Lessons to be learned: polio vaccines are not 100% effective, and every country in the world remains at risk until worldwide eradication is achieved (hopefully by 2014). Vaccine rejecters are a danger to worldwide public health.
Genetic testing not useful to determine warfarin dosage
Pharmacogenetics holds great promise for predicting individual responses to drugs based on genetic variants, but so far there are not many practical applications. One of the first proposals was to guide warfarin (Coumadin) dosage by genome testing. When I first heard this, my initial reaction was “Why bother?” Warfarin is an anticoagulant used to reduce the risk of blood clots in patients with atrial fibrillation, artificial heart valves, deep vein thrombosis, pulmonary embolism, and other conditions. Dosage is adjusted to keep the international normalized ratio (INR) of clotting factors within a prescribed range, usually between 2.0 and 3.0. This requires frequent blood tests and dosage adjustments (up to three times a week at first, and eventually decreasing to monthly in fortunate patients whose INR is stable). All kinds of medications, foods, and other factors affect the INR, so fluctuations are common. Overdosage can lead to serious bleeding complications and can be counteracted by vitamin K. Some patients require much higher doses than others; but that’s not a problem, since you can simply start with a low dose and titrate upwards as needed. Genetic variants of cytochrome enzymes affect the metabolism, requiring either higher or lower doses than usual to maintain the desired INR.

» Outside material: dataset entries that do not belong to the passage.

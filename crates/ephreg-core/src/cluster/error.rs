use thiserror::Error;

#[derive(Debug, Clone, Error, PartialEq, Eq)]
pub enum ClusterError {
    #[error("{0} already exists")]
    AlreadyExists(String),

    #[error("{0} not found")]
    NotFound(String),

    #[error("api error on {target}: {message}")]
    Api { target: String, message: String },

    #[error("invalid object: {0}")]
    Invalid(String),
}

impl ClusterError {
    pub fn api(target: impl ToString, message: impl Into<String>) -> Self {
        Self::Api {
            target: target.to_string(),
            message: message.into(),
        }
    }

    pub fn is_not_found(&self) -> bool {
        matches!(self, Self::NotFound(_))
    }

    pub fn is_already_exists(&self) -> bool {
        matches!(self, Self::AlreadyExists(_))
    }
}

pub type ClusterResult<T> = Result<T, ClusterError>;
//! Registry configuration rendered from the published mounts.
use std::collections::BTreeMap;

use async_trait::async_trait;
use ephreg_model::{
    ConfigRef, Labels, Mount, RunNames, TlsMounts,
    constants::{CONFIG_FILE, REGISTRY_PORT, STORAGE_ROOT},
};
use k8s_openapi::{api::core::v1::ConfigMap, apimachinery::pkg::apis::meta::v1::ObjectMeta};
use serde::{Deserialize, Serialize};
use tracing::{debug, info, instrument};

use crate::{
    cluster::{ClusterObject, ensure_created},
    stage::{Stage, StageContext, StageError},
    store::keys::{CREDENTIALS_MOUNT, REGISTRY_CONFIG, TLS_MOUNTS},
};

const AUTH_REALM: &str = "ephreg";

#[derive(Debug, Clone, PartialEq, Serialize, Deserialize)]
pub struct RegistryConfig {
    pub version: String,
    pub auth: Auth,
    pub http: Http,
    pub storage: Storage,
}

#[derive(Debug, Clone, PartialEq, Serialize, Deserialize)]
pub struct Auth {
    pub htpasswd: Htpasswd,
}

#[derive(Debug, Clone, PartialEq, Serialize, Deserialize)]
pub struct Htpasswd {
    pub realm: String,
    pub path: String,
}

#[derive(Debug, Clone, PartialEq, Serialize, Deserialize)]
pub struct Http {
    pub addr: String,
    pub host: String,
    pub tls: HttpTls,
}

#[derive(Debug, Clone, PartialEq, Serialize, Deserialize)]
pub struct HttpTls {
    pub certificate: String,
    pub key: String,
}

#[derive(Debug, Clone, PartialEq, Serialize, Deserialize)]
pub struct Storage {
    pub filesystem: Filesystem,
}

#[derive(Debug, Clone, PartialEq, Serialize, Deserialize)]
pub struct Filesystem {
    pub rootdirectory: String,
}

impl RegistryConfig {
    pub fn new(names: &RunNames, credentials: &Mount, tls: &TlsMounts) -> Self {
        Self {
            version: "0.1".into(),
            auth: Auth {
                htpasswd: Htpasswd {
                    realm: AUTH_REALM.into(),
                    path: credentials.path(),
                },
            },
            http: Http {
                addr: format!(":{REGISTRY_PORT}"),
                host: format!("https://{}", names.registry_host()),
                tls: HttpTls {
                    certificate: tls.cert.path(),
                    key: tls.key.path(),
                },
            },
            storage: Storage {
                filesystem: Filesystem {
                    rootdirectory: STORAGE_ROOT.into(),
                },
            },
        }
    }
}

/// Render the registry configuration document.
pub fn render_config(
    names: &RunNames,
    credentials: &Mount,
    tls: &TlsMounts,
) -> Result<String, StageError> {
    serde_yaml::to_string(&RegistryConfig::new(names, credentials, tls))
        .map_err(|e| StageError::Render(e.to_string()))
}

/// Renders the configuration once the credential and TLS mounts are known and
/// stores it as a config object.
///
/// Publishes [`REGISTRY_CONFIG`].
#[derive(Debug, Clone, Copy, Default)]
pub struct RegistryConfigStage;

impl RegistryConfigStage {
    /// Wait for both mount descriptors and render the document.
    pub async fn render(&self, ctx: &StageContext) -> Result<String, StageError> {
        let credentials = CREDENTIALS_MOUNT.wait(ctx.store(), ctx.cancel()).await?;
        let tls = TLS_MOUNTS.wait(ctx.store(), ctx.cancel()).await?;
        debug!(credentials = %credentials, cert = %tls.cert, "mounts available");
        render_config(ctx.names(), &credentials, &tls)
    }
}

#[async_trait]
impl Stage for RegistryConfigStage {
    fn name(&self) -> &'static str {
        "registry-config"
    }

    #[instrument(level = "debug", skip_all, fields(stage = "registry-config"))]
    async fn run(&self, ctx: &StageContext) -> Result<(), StageError> {
        let rendered = self.render(ctx).await?;
        let names = ctx.names();

        let config_map = ClusterObject::ConfigMap(ConfigMap {
            metadata: ObjectMeta {
                name: Some(names.config_object().to_string()),
                namespace: Some(names.namespace().to_string()),
                labels: Some(Labels::managed().into_inner()),
                ..Default::default()
            },
            data: Some(BTreeMap::from([(CONFIG_FILE.to_string(), rendered)])),
            ..Default::default()
        });
        ensure_created(ctx.cluster().as_ref(), config_map)
            .await
            .map_err(|e| StageError::create_failed(names.config_object(), e))?;

        REGISTRY_CONFIG.set(ctx.store(), ConfigRef::new(names.config_object()))?;
        info!(config = names.config_object(), "registry config stored");
        Ok(())
    }
}

#[cfg(test)]
mod tests {
    use super::*;

    use std::time::Duration;

    use ephreg_model::constants::{CREDENTIALS_MOUNT_DIR, HTPASSWD_FILE};

    use crate::{
        cluster::{ObjectKey, ObjectKind},
        testing::{cluster_with_namespace, stage_context},
    };

    fn creds_mount() -> Mount {
        Mount::new(CREDENTIALS_MOUNT_DIR, HTPASSWD_FILE)
    }

    #[test]
    fn rendered_document_has_expected_keys() {
        let names = RunNames::new("reg").unwrap();
        let yaml = render_config(&names, &creds_mount(), &TlsMounts::default()).unwrap();
        let doc: serde_yaml::Value = serde_yaml::from_str(&yaml).unwrap();

        assert_eq!(doc["auth"]["htpasswd"]["path"].as_str(), Some("/auth/htpasswd"));
        assert_eq!(doc["http"]["addr"].as_str(), Some(":5000"));
        assert_eq!(
            doc["http"]["host"].as_str(),
            Some("https://registry.reg.svc.cluster.local:5000")
        );
        assert_eq!(doc["http"]["tls"]["certificate"].as_str(), Some("/certs/tls.crt"));
        assert_eq!(doc["http"]["tls"]["key"].as_str(), Some("/certs/tls.key"));
        assert_eq!(
            doc["storage"]["filesystem"]["rootdirectory"].as_str(),
            Some("/var/lib/registry")
        );
    }

    #[tokio::test]
    async fn render_blocks_until_both_mounts_are_published() {
        let ctx = stage_context(cluster_with_namespace("reg"), "reg");

        let render = {
            let ctx = ctx.clone();
            tokio::spawn(async move { RegistryConfigStage.render(&ctx).await })
        };

        tokio::time::sleep(Duration::from_millis(20)).await;
        assert!(!render.is_finished());

        CREDENTIALS_MOUNT.set(ctx.store(), creds_mount()).unwrap();
        tokio::time::sleep(Duration::from_millis(20)).await;
        assert!(!render.is_finished());

        TLS_MOUNTS.set(ctx.store(), TlsMounts::default()).unwrap();
        let yaml = tokio::time::timeout(Duration::from_secs(2), render)
            .await
            .unwrap()
            .unwrap()
            .unwrap();
        assert!(yaml.contains("/certs/tls.crt"));
    }

    #[tokio::test]
    async fn run_stores_config_object_and_publishes() {
        let cluster = cluster_with_namespace("reg");
        let ctx = stage_context(cluster.clone(), "reg");
        CREDENTIALS_MOUNT.set(ctx.store(), creds_mount()).unwrap();
        TLS_MOUNTS.set(ctx.store(), TlsMounts::default()).unwrap();

        RegistryConfigStage.run(&ctx).await.unwrap();

        let key = ObjectKey::namespaced(ObjectKind::ConfigMap, "reg", "registry-config");
        let obj = cluster.object(&key).unwrap();
        let data = obj.as_config_map().unwrap().data.as_ref().unwrap();
        assert!(data["config.yml"].contains("rootdirectory"));

        let published = REGISTRY_CONFIG.wait(ctx.store(), ctx.cancel()).await.unwrap();
        assert_eq!(published.name(), "registry-config");
    }

    #[tokio::test]
    async fn cancelled_render_reports_cancellation() {
        let ctx = stage_context(cluster_with_namespace("reg"), "reg");
        ctx.cancel().cancel();

        let err = RegistryConfigStage.render(&ctx).await.unwrap_err();
        assert!(err.is_cancelled());
    }
}
use std::path::Path;

use anyhow::Context;
use serde::{Deserialize, Serialize};

use ephreg_model::ProvisionConfig;
use ephreg_observe::LoggerConfig;

/// Contents of the `--config` file: provisioning settings at the top level
/// plus an optional `logger:` section.
#[derive(Debug, Clone, Default, Serialize, Deserialize)]
pub struct CliConfig {
    #[serde(flatten)]
    pub provision: ProvisionConfig,
    #[serde(default)]
    pub logger: LoggerConfig,
}

impl CliConfig {
    /// Defaults when no path is given; a given path must exist.
    pub fn load(path: Option<&Path>) -> anyhow::Result<Self> {
        let Some(path) = path else {
            return Ok(Self::default());
        };
        let raw = std::fs::read_to_string(path)
            .with_context(|| format!("reading config {}", path.display()))?;
        Self::parse(&raw).with_context(|| format!("invalid config {}", path.display()))
    }

    pub fn parse(raw: &str) -> anyhow::Result<Self> {
        let cfg: Self = serde_yaml::from_str(raw)?;
        cfg.provision.validate()?;
        Ok(cfg)
    }
}

#[cfg(test)]
mod tests {
    use super::*;

    use ephreg_observe::LoggerFormat;

    #[test]
    fn provision_keys_sit_at_top_level() {
        let cfg = CliConfig::parse(
            "namespace: ci-registry\nlocal_port: 5443\nlogger:\n  format: json\n",
        )
        .unwrap();

        assert_eq!(cfg.provision.namespace, "ci-registry");
        assert_eq!(cfg.provision.local_port, 5443);
        assert_eq!(cfg.provision.cluster_name, "ephreg");
        assert_eq!(cfg.logger.format, LoggerFormat::Json);
    }

    #[test]
    fn invalid_namespace_is_rejected() {
        assert!(CliConfig::parse("namespace: Not_A_Label\n").is_err());
    }

    #[test]
    fn missing_file_is_an_error() {
        let dir = tempfile::tempdir().unwrap();
        let err = CliConfig::load(Some(&dir.path().join("absent.yaml"))).unwrap_err();
        assert!(err.to_string().contains("absent.yaml"), "{err}");
    }

    #[test]
    fn no_path_means_defaults() {
        let cfg = CliConfig::load(None).unwrap();
        assert_eq!(cfg.provision.namespace, "ephreg");
        assert_eq!(cfg.logger, LoggerConfig::default());
    }
}
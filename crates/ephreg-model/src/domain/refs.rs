use std::fmt;

use serde::{Deserialize, Serialize};

/// Name of a secret another stage published.
#[derive(Debug, Clone, PartialEq, Eq, Hash, Serialize, Deserialize)]
#[serde(transparent)]
pub struct SecretRef(pub String);

/// Name of a config object another stage published.
#[derive(Debug, Clone, PartialEq, Eq, Hash, Serialize, Deserialize)]
#[serde(transparent)]
pub struct ConfigRef(pub String);

impl SecretRef {
    pub fn new(name: impl Into<String>) -> Self {
        Self(name.into())
    }

    pub fn name(&self) -> &str {
        &self.0
    }
}

impl ConfigRef {
    pub fn new(name: impl Into<String>) -> Self {
        Self(name.into())
    }

    pub fn name(&self) -> &str {
        &self.0
    }
}

impl fmt::Display for SecretRef {
    fn fmt(&self, f: &mut fmt::Formatter<'_>) -> fmt::Result {
        f.write_str(&self.0)
    }
}

impl fmt::Display for ConfigRef {
    fn fmt(&self, f: &mut fmt::Formatter<'_>) -> fmt::Result {
        f.write_str(&self.0)
    }
}
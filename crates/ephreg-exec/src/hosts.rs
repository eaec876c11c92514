use std::{
    io::ErrorKind,
    net::IpAddr,
    path::{Path, PathBuf},
};

use tracing::{debug, info};

use crate::ExecError;

/// Static host entries in an `/etc/hosts`-style file.
///
/// Only single-host lines of the form `<ip> <host>` are added or removed;
/// everything else in the file is left as it was.
#[derive(Debug, Clone)]
pub struct HostsFile {
    path: PathBuf,
}

impl HostsFile {
    pub fn new(path: impl Into<PathBuf>) -> Self {
        Self { path: path.into() }
    }

    pub fn path(&self) -> &Path {
        &self.path
    }

    /// Append `<ip> <host>` unless that exact entry exists. Returns whether
    /// the file changed.
    pub async fn add(&self, ip: IpAddr, host: &str) -> Result<bool, ExecError> {
        let contents = self.read().await?;
        let ip = ip.to_string();
        if contents.lines().any(|line| is_entry(line, Some(&ip), host)) {
            debug!(host, "hosts entry already present");
            return Ok(false);
        }

        let mut updated = contents;
        if !updated.is_empty() && !updated.ends_with('\n') {
            updated.push('\n');
        }
        updated.push_str(&format!("{ip} {host}\n"));
        self.write(&updated).await?;
        info!(host, ip = %ip, path = %self.path.display(), "hosts entry added");
        Ok(true)
    }

    /// Remove every single-host line for `host`. Returns whether the file
    /// changed; a missing file counts as nothing to remove.
    pub async fn remove(&self, host: &str) -> Result<bool, ExecError> {
        let contents = self.read().await?;
        let kept: Vec<&str> = contents
            .lines()
            .filter(|line| !is_entry(line, None, host))
            .collect();
        if kept.len() == contents.lines().count() {
            return Ok(false);
        }

        let mut updated = kept.join("\n");
        if !updated.is_empty() {
            updated.push('\n');
        }
        self.write(&updated).await?;
        info!(host, path = %self.path.display(), "hosts entry removed");
        Ok(true)
    }

    async fn read(&self) -> Result<String, ExecError> {
        match tokio::fs::read_to_string(&self.path).await {
            Ok(s) => Ok(s),
            Err(e) if e.kind() == ErrorKind::NotFound => Ok(String::new()),
            Err(e) => Err(self.error(e)),
        }
    }

    async fn write(&self, contents: &str) -> Result<(), ExecError> {
        tokio::fs::write(&self.path, contents)
            .await
            .map_err(|e| self.error(e))
    }

    fn error(&self, e: std::io::Error) -> ExecError {
        ExecError::Hosts {
            path: self.path.display().to_string(),
            reason: e.to_string(),
        }
    }
}

fn is_entry(line: &str, ip: Option<&str>, host: &str) -> bool {
    let mut fields = line.split_whitespace();
    match (fields.next(), fields.next(), fields.next()) {
        (Some(addr), Some(name), None) => {
            !addr.starts_with('#') && name == host && ip.is_none_or(|ip| ip == addr)
        }
        _ => false,
    }
}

Pharmacogenetic enthusiasts predicted that genomic testing would be a more precise way to control dosage and would reduce the risk of clotting or bleeding complications. Recently three studies were simultaneously published in The New England Journal of Medicine to determine whether usual care or genome-guided care provided better control. The first found no difference, the second found a small (7%) advantage to genomic guidance, and the third found no difference. An accompanying editorial points out that the studies only covered the initiation phase without long-term follow-up, and concludes that pharmacogenetic testing is of marginal usefulness at best and represents a large expense. It suggests we should concentrate on making the current practice safer with better management.